Justamente há dois anos, começava o conclave que, no dia seguinte, às 18h50 do dia 13 de março, elegeria o arcebispo de Buenos Aires. O cardeal ocupava o quarto 207. O papa se limitou a se mudar para o 201 e mudou tudo. O guarda que, poucos dias depois, vigiava no corredor o sono pontifício, sabe alguma coisa disso.
Março de 2013, antes do amanhecer. Abre-se a porta e sai o papa, que vê, ao lado do limiar, um jovem suíço, enrijecido na posição de sentido, com o olhar fixo para a frente. "Você esteve de pé toda a noite, filho?". O rapaz engole seco e murmura que, na verdade, não exatamente toda a noite, porque ele trocou com um colega. Francisco acena com a cabeça, entra de novo no quarto e sai com uma cadeira. Narra-se também de um sanduíche com geleia. O guarda suíço tenta argumentar que o regulamento proíbe se sentar (sem falar do café da manhã servido pelo pontífice, que é percebido como o comandante), mas o papa o tranquiliza – até porque, no Vaticano, no fim das contas, é ele quem manda –, e o rapaz se senta.
Pois bem, os "muros" começaram a desmoronar também assim. A partir da escolha de não viver no "funil invertido" do Apartamento apostólico, mas no hotel: "Eu não posso viver sozinho", reservando a si aqueles escassos 50 metros quadrados: antessala, escritório com escrivaninha e duas estantes de parede, quarto com cama monástica, móveis reduzidos ao essencial de madeira escura, luzes de néon.
Não foi fácil, mas, em poucos anos, quem vive e trabalha no Vaticano e, especialmente, no "internato" – o papa jesuíta chama o hotel assim, como em uma comunidade de religiosos –, acabou se acostumando.
"Bem, eu tento ser livre. Existem compromissos de ofício, de trabalho... Verdadeiramente, eu gostaria de poder sair, mas não se pode... Mas, depois, a vida, para mim, é a mais normal que eu posso ter", explicou ele aos jornalistas que lhe perguntavam se ele não se sentia um prisioneiro, ele que em Buenos Aires andava de metrô.

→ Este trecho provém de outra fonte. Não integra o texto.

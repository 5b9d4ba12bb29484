//! The widget facade: session context, rendering and refresh
use std::rc::Rc;

use group_buy_core::{
    Amounts, ButtonAction, GroupPurchaseId, GroupPurchaseSession, RenderError, RenderRequest,
    WidgetConfig, WidgetVariant,
};
use yew::{AppHandle, AttrValue, Callback, Renderer};

use crate::api::{ApiClient, BasketEmitter};
use crate::components::group_buy::{GroupBuy, Props};
use crate::{dom, session};

/// Hook invoked when the shopper clicks start or join.
pub type BasketHook = Callback<BasketEmitter>;

/// Owns the session context and hands it to every render and submit.
pub struct GroupBuyWidget {
    config: Rc<WidgetConfig>,
    session: GroupPurchaseSession,
    client: ApiClient,
}

impl GroupBuyWidget {
    #[must_use]
    pub fn new(config: WidgetConfig) -> Self {
        let config = Rc::new(config);
        Self {
            client: ApiClient::new(Rc::clone(&config)),
            config,
            session: GroupPurchaseSession::new(),
        }
    }

    #[must_use]
    pub const fn session(&self) -> &GroupPurchaseSession {
        &self.session
    }

    /// Replace the configuration, keeping the current session.
    pub fn reconfigure(&mut self, config: WidgetConfig) {
        self.config = Rc::new(config);
        self.client = ApiClient::new(Rc::clone(&self.config));
    }

    /// Consume the group purchase id from the page URL, if any.
    pub fn init(&mut self) -> Option<&GroupPurchaseId> {
        session::init(&self.config, &mut self.session);
        self.session.group_purchase_id()
    }

    /// Mount the widget into the host element.
    ///
    /// # Errors
    ///
    /// Returns the first failed precondition; the DOM is left untouched and
    /// a warning is logged.
    pub fn render(&self, request: RenderRequest<BasketHook>) -> Result<RefreshHandle, RenderError> {
        let result = self.try_render(request);
        if let Err(e) = &result {
            log::warn!("render_group_buy > {e}");
        }
        result
    }

    fn try_render(&self, request: RenderRequest<BasketHook>) -> Result<RefreshHandle, RenderError> {
        let host = dom::element_by_id(&self.config.host_element_id)
            .ok_or_else(|| RenderError::MissingHostElement(self.config.host_element_id.clone()))?;
        request.validate()?;
        let Some(on_start) = request.on_start.clone() else {
            return Err(RenderError::MissingStartCallback);
        };

        let lang = if request.lang.is_empty() {
            self.config.default_lang.clone()
        } else {
            request.lang.clone()
        };
        let amounts = request.amounts();
        let variant = self.session.variant();
        let on_action = action_callback(
            self.client.clone(),
            variant.clone(),
            on_start,
            request.on_join.clone(),
            Rc::from(lang.as_str()),
        );

        let props = Props {
            variant,
            lang: AttrValue::from(lang),
            classes: request.css_classes.clone(),
            savings_amount: AttrValue::from(amounts.savings_amount),
            discounted_total_price: AttrValue::from(amounts.discounted_total_price),
            on_action,
        };

        host.set_inner_html("");
        let handle = Renderer::<GroupBuy>::with_root_and_props(host, props.clone()).render();
        Ok(RefreshHandle { handle, props })
    }
}

/// One click path for both buttons: the variant decides the payload shape
/// and the action picks the hook.
fn action_callback(
    client: ApiClient,
    variant: WidgetVariant,
    on_start: BasketHook,
    on_join: Option<BasketHook>,
    lang: Rc<str>,
) -> Callback<ButtonAction> {
    Callback::from(move |action: ButtonAction| {
        let Some(shape) = variant.payload_shape(action) else {
            log::warn!("render_group_buy > {action:?} is not available without a group purchase");
            return;
        };
        let hook = match action {
            ButtonAction::Start => Some(&on_start),
            ButtonAction::Join => on_join.as_ref(),
        };
        match hook {
            Some(hook) => hook.emit(BasketEmitter::new(client.clone(), shape, Rc::clone(&lang))),
            None => log::warn!("render_group_buy > onJoinGroupBuy is required to join"),
        }
    })
}

/// Returned by [`GroupBuyWidget::render`] to update the displayed amounts.
pub struct RefreshHandle {
    handle: AppHandle<GroupBuy>,
    props: Props,
}

impl RefreshHandle {
    /// Re-render with new amounts. Variant, classes, language and click
    /// handlers carry over from the initial render.
    pub fn refresh(&mut self, amounts: Amounts) {
        log::debug!("refreshing group buy amounts");
        self.props.savings_amount = AttrValue::from(amounts.savings_amount);
        self.props.discounted_total_price = AttrValue::from(amounts.discounted_total_price);
        self.handle.update(self.props.clone());
    }

    #[must_use]
    pub const fn variant(&self) -> &WidgetVariant {
        &self.props.variant
    }

    /// Unmount the widget from its host element.
    pub fn destroy(self) {
        self.handle.destroy();
    }
}
//! Widget configuration
use serde::{Deserialize, Serialize};
use thiserror::Error;

/// Base API URL used when `GROUP_BUY_API_URL` is not set at build time.
pub const DEFAULT_API_URL: &str = "http://localhost:3333";
/// Path of the group purchase endpoint, relative to the API base URL.
pub const GROUP_PURCHASE_PATH: &str = "/api/v1/group-purchase";
pub const DEFAULT_HOST_ELEMENT_ID: &str = "group-buy";
pub const DEFAULT_QUERY_PARAM: &str = "__groupPurchaseId";
pub const DEFAULT_TOAST_DURATION_MS: u32 = 5000;
pub const DEFAULT_LANG: &str = "en";

#[derive(Debug, Error, PartialEq, Eq)]
pub enum ConfigError {
    #[error("api_url must not be empty")]
    EmptyApiUrl,
    #[error("host_element_id must not be empty")]
    EmptyHostElementId,
    #[error("query_param must not be empty")]
    EmptyQueryParam,
    #[error("toast_duration_ms must be greater than zero")]
    ZeroToastDuration,
    #[error("JSON parsing error: {0}")]
    Json(String),
}

/// Runtime configuration for the widget.
///
/// Every field has a default, so a partial JSON or JS object is merged over
/// [`WidgetConfig::default`].
#[derive(Debug, Clone, PartialEq, Eq, Serialize, Deserialize)]
#[serde(default, rename_all = "camelCase")]
pub struct WidgetConfig {
    pub api_url: String,
    pub host_element_id: String,
    pub query_param: String,
    pub toast_duration_ms: u32,
    /// Show a toast when a group purchase id is picked up from the URL.
    pub notify_on_join: bool,
    pub default_lang: String,
}

impl Default for WidgetConfig {
    fn default() -> Self {
        Self {
            api_url: env_api_url().to_string(),
            host_element_id: DEFAULT_HOST_ELEMENT_ID.to_string(),
            query_param: DEFAULT_QUERY_PARAM.to_string(),
            toast_duration_ms: DEFAULT_TOAST_DURATION_MS,
            notify_on_join: false,
            default_lang: DEFAULT_LANG.to_string(),
        }
    }
}

/// API base URL baked in at compile time.
#[must_use]
pub fn env_api_url() -> &'static str {
    match option_env!("GROUP_BUY_API_URL") {
        Some(url) if !url.trim().is_empty() => url,
        _ => DEFAULT_API_URL,
    }
}

impl WidgetConfig {
    /// Parse a configuration from JSON, filling gaps with defaults.
    ///
    /// # Errors
    ///
    /// Returns an error if the JSON is malformed or the result fails
    /// [`WidgetConfig::validate`].
    pub fn from_json(json: &str) -> Result<Self, ConfigError> {
        let config: Self =
            serde_json::from_str(json).map_err(|e| ConfigError::Json(e.to_string()))?;
        config.validate()?;
        Ok(config)
    }

    /// Check that the configuration is usable.
    ///
    /// # Errors
    ///
    /// Returns the first empty or zero field found.
    pub fn validate(&self) -> Result<(), ConfigError> {
        if self.api_url.trim().is_empty() {
            return Err(ConfigError::EmptyApiUrl);
        }
        if self.host_element_id.trim().is_empty() {
            return Err(ConfigError::EmptyHostElementId);
        }
        if self.query_param.trim().is_empty() {
            return Err(ConfigError::EmptyQueryParam);
        }
        if self.toast_duration_ms == 0 {
            return Err(ConfigError::ZeroToastDuration);
        }
        Ok(())
    }

    /// Full URL of the group purchase endpoint.
    #[must_use]
    pub fn endpoint(&self) -> String {
        let base = self.api_url.strip_suffix('/').unwrap_or(&self.api_url);
        format!("{base}{GROUP_PURCHASE_PATH}")
    }
}

#[cfg(test)]
mod tests {
    use super::*;

    #[test]
    fn default_endpoint_targets_group_purchase_path() {
        let config = WidgetConfig {
            api_url: DEFAULT_API_URL.to_string(),
            ..WidgetConfig::default()
        };
        assert_eq!(
            config.endpoint(),
            "http://localhost:3333/api/v1/group-purchase"
        );
    }

    #[test]
    fn trailing_slash_is_trimmed() {
        let config = WidgetConfig {
            api_url: "https://shop.example/".to_string(),
            ..WidgetConfig::default()
        };
        assert_eq!(
            config.endpoint(),
            "https://shop.example/api/v1/group-purchase"
        );
    }

    #[test]
    fn partial_json_keeps_defaults() {
        let config = WidgetConfig::from_json(r#"{"hostElementId":"promo","notifyOnJoin":true}"#)
            .expect("valid config");
        assert_eq!(config.host_element_id, "promo");
        assert!(config.notify_on_join);
        assert_eq!(config.query_param, DEFAULT_QUERY_PARAM);
        assert_eq!(config.toast_duration_ms, DEFAULT_TOAST_DURATION_MS);
    }

    #[test]
    fn validate_rejects_empty_fields() {
        let config = WidgetConfig {
            api_url: "  ".to_string(),
            ..WidgetConfig::default()
        };
        assert_eq!(config.validate(), Err(ConfigError::EmptyApiUrl));

        let config = WidgetConfig {
            toast_duration_ms: 0,
            ..WidgetConfig::default()
        };
        assert_eq!(config.validate(), Err(ConfigError::ZeroToastDuration));

        assert!(matches!(
            WidgetConfig::from_json("{not json"),
            Err(ConfigError::Json(_))
        ));
    }
}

"Não, não. No início, sim, mas, agora, caíram alguns muros, não sei, do tipo 'o papa não pode!'. Um exemplo, para fazer vocês rirem: vou pegar o elevador e logo vem alguém, porque o papa não podia descer no elevador sozinho! E por quê? Mas vá para o seu lugar que eu desço sozinho!" No sentido de que ele não quer acompanhantes: mas se as portas se abrem e já há alguém, outros hóspedes ou empregados que, no início, tentavam sair, envergonhados ("mas não, nos apertamos e cabemos todos"), Francisco não cria problemas, conversa, pergunta das famílias, "a normalidade da vida".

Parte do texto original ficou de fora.